Melissa se virou para Bruna, um pouco decepcionada.
-- Vou ter que ir. Maracujá Roxo é uma cidade pequena, tenho certeza de que nos encontraremos em breve.
Melissa sentiu um frio no estômago quando Bruna se aproximou e a beijou no rosto.
-- Até mais.
Melissa estava totalmente despreparada para o beijo suave que ela deu em seu rosto, que chegou a derrubar a bebida. Sentiu um calor percorrer suas veias.
-- Até mais -- ela saiu caminhando devagar, olhando de vez em quando para trás.
Valquiria a puxou pelo braço.
-- Você tem que agradecer pelas doações, meu Deus, foi maravilhoso! Os Castros fizeram doações milionárias...
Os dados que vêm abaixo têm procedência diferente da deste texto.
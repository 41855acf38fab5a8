//! UseCase: 保存要求への応答（save_component）
//!
//! 保存要求には要求元だけに成功応答を返す。永続化はこのサーバーの責務ではなく、
//! クライアントが別の HTTP API を通じて行う。
//!
//! ## テスト実装の作業記録
//!
//! ### 何をテストしているか
//! - SaveComponentUseCase::execute() メソッド
//! - 要求元にのみ応答が届くこと、送信失敗がエラーとして返ること

use std::sync::Arc;

use crate::domain::{ConnectionId, MessagePusher, RoomEvent};

use super::error::SaveComponentError;

/// 保存要求に返すメッセージ
pub const SAVE_ACK_MESSAGE: &str = "Diagram saved successfully";

/// 保存要求のユースケース
pub struct SaveComponentUseCase {
    /// MessagePusher（メッセージ通知の抽象化）
    message_pusher: Arc<dyn MessagePusher>,
}

impl SaveComponentUseCase {
    /// 新しい SaveComponentUseCase を作成
    pub fn new(message_pusher: Arc<dyn MessagePusher>) -> Self {
        Self { message_pusher }
    }

    /// 保存要求への応答を実行
    ///
    /// # Returns
    ///
    /// * `Ok(())` - 応答をキューに投入した
    /// * `Err(SaveComponentError)` - 要求元の送信キューが使えない（要求元の切断として扱う）
    pub async fn execute(&self, requester: &ConnectionId) -> Result<(), SaveComponentError> {
        let event = RoomEvent::SaveAcknowledged {
            success: true,
            message: SAVE_ACK_MESSAGE.to_string(),
        };
        self.message_pusher.push_to(requester, &event).await?;
        tracing::debug!("Acknowledged save request from '{}'", requester);
        Ok(())
    }
}
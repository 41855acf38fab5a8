//! Repository 実装

pub mod inmemory;

pub use inmemory::InMemoryRoomRepository;
//! Project fixtures: answers, roots and stand-in archives

use camino::{Utf8Path, Utf8PathBuf};
use craftgen_core::types::{LicenseAnswer, ProjectAnswers};
use craftgen_core::{ProjectConfig, ProjectRoot};
use craftgen_scaffold::StepContext;
use tempfile::TempDir;

use super::zip::stored_zip;

/// Temporary directory with a UTF-8 path
pub struct TestDir {
    _dir: TempDir,
    path: Utf8PathBuf,
}

impl TestDir {
    pub fn new() -> Self {
        let dir = tempfile::tempdir().expect("create temp dir");
        let path = Utf8PathBuf::try_from(dir.path().to_path_buf()).expect("utf-8 temp path");
        Self { _dir: dir, path }
    }

    pub fn path(&self) -> &Utf8Path {
        &self.path
    }
}

pub fn acme_config() -> ProjectConfig {
    ProjectConfig::from_answers(ProjectAnswers {
        site_name: "Acme Widgets".to_string(),
        domain_name: "acme".to_string(),
        production_tld: None,
        staging_domain: None,
        accept_license: LicenseAnswer::Text("y".to_string()),
    })
    .expect("valid answers")
}

pub fn context_in(dir: &Utf8Path) -> StepContext {
    let root = ProjectRoot::new(dir).expect("project root");
    StepContext::new(acme_config(), root)
}

/// `unzip` is required by extraction tests; they are skipped without it
pub fn has_unzip() -> bool {
    which::which("unzip").is_ok()
}

/// Stand-in for the Craft download: the layout the prune list expects
pub fn craft_archive() -> Vec<u8> {
    stored_zip(&[
        ("craft/", ""),
        ("craft/app/", ""),
        ("craft/app/index.php", "<?php // app"),
        ("craft/config/", ""),
        ("craft/config/db.php", "<?php // stock d"),
        ("craft/config/general.php", "<?php // stock general"),
        ("craft/plugins/", ""),
        ("craft/templates/", ""),
        ("craft/templates/index.html", "stock index"),
        ("craft/web.config", "<configuration/>"),
        ("public/", ""),
        ("public/index.php", "<?php // front controller"),
        ("public/htaccess", "# stock"),
        ("public/web.config", "<configuration/>"),
    ])
}

/// Stand-in for the Parsedown plugin download
pub fn parsedown_archive() -> Vec<u8> {
    stored_zip(&[
        ("Parsedown-master/", ""),
        ("Parsedown-master/README.md", "# Parsedown"),
        ("Parsedown-master/parsedown/", ""),
        (
            "Parsedown-master/parsedown/ParsedownPlugin.php",
            "<?php class ParsedownPlugin {}",
        ),
        ("Parsedown-master/parsedown/vendor/", ""),
        (
            "Parsedown-master/parsedown/vendor/Parsedown.php",
            "<?php class Parsedown {}",
        ),
    ])
}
Bruna a acompanhou com o olhar enquanto ela adentrava ao salão. Fazia tempo que não conhecia uma mulher tão encantadora, tão sem vaidade ou malícia. E ainda por cima, tão linda. Será que ela teve noção do quanto a sua presença a afetou? Enfim, de nada adiantaria, provavelmente nunca mais se encontrarão. Bruna meneou a cabeça loira, e em seguida saiu à procura da irmã e de Gustavo.
Melissa colocou o copo vazio sobre a mesa e se dirigiu a amiga.
-- A festa está chata, estou indo embora.
-- Não está aguentando o ritmo, amiga?
Melissa ficou tentada a revelar que era justamente a falta de ritmo que a desanimou. Em vez disso, simplesmente sorriu e saiu para despedir-se dos convidados mais próximos. Valquiria a seguiu.
-- Me conta uma coisa, quem é a beldade que estava com você na varanda?
Melissa mordeu o lábio, contrariada, ao perceber que nem sequer sabia o nome da moça.
-- Eu não sei quem é, deve ser uma turista -- iria lembrar-se dela sempre que aspirasse a fragrância frutado do perfume Coco Chanel.
-- Tanto tempo naquela varanda e não sabe com quem estava conversando? Que absurdo! -- disse Valquíria, olhando-a de frente.
Melissa sorriu para ela e balançou a cabeça.
-- Isso pouco importa, a moça é simpática, mas provavelmente nunca mais nos encontraremos.
Assim que começou a caminhar pelo salão, sentiu o braço de Patrícia em sua cintura.
-- Sumiu, aonde estava?
-- Na varando, pegando um ar. O clima aqui dentro me sufoca.
-- Uma rica que não gosta de ricos, um pouco controversa essa sua implicância.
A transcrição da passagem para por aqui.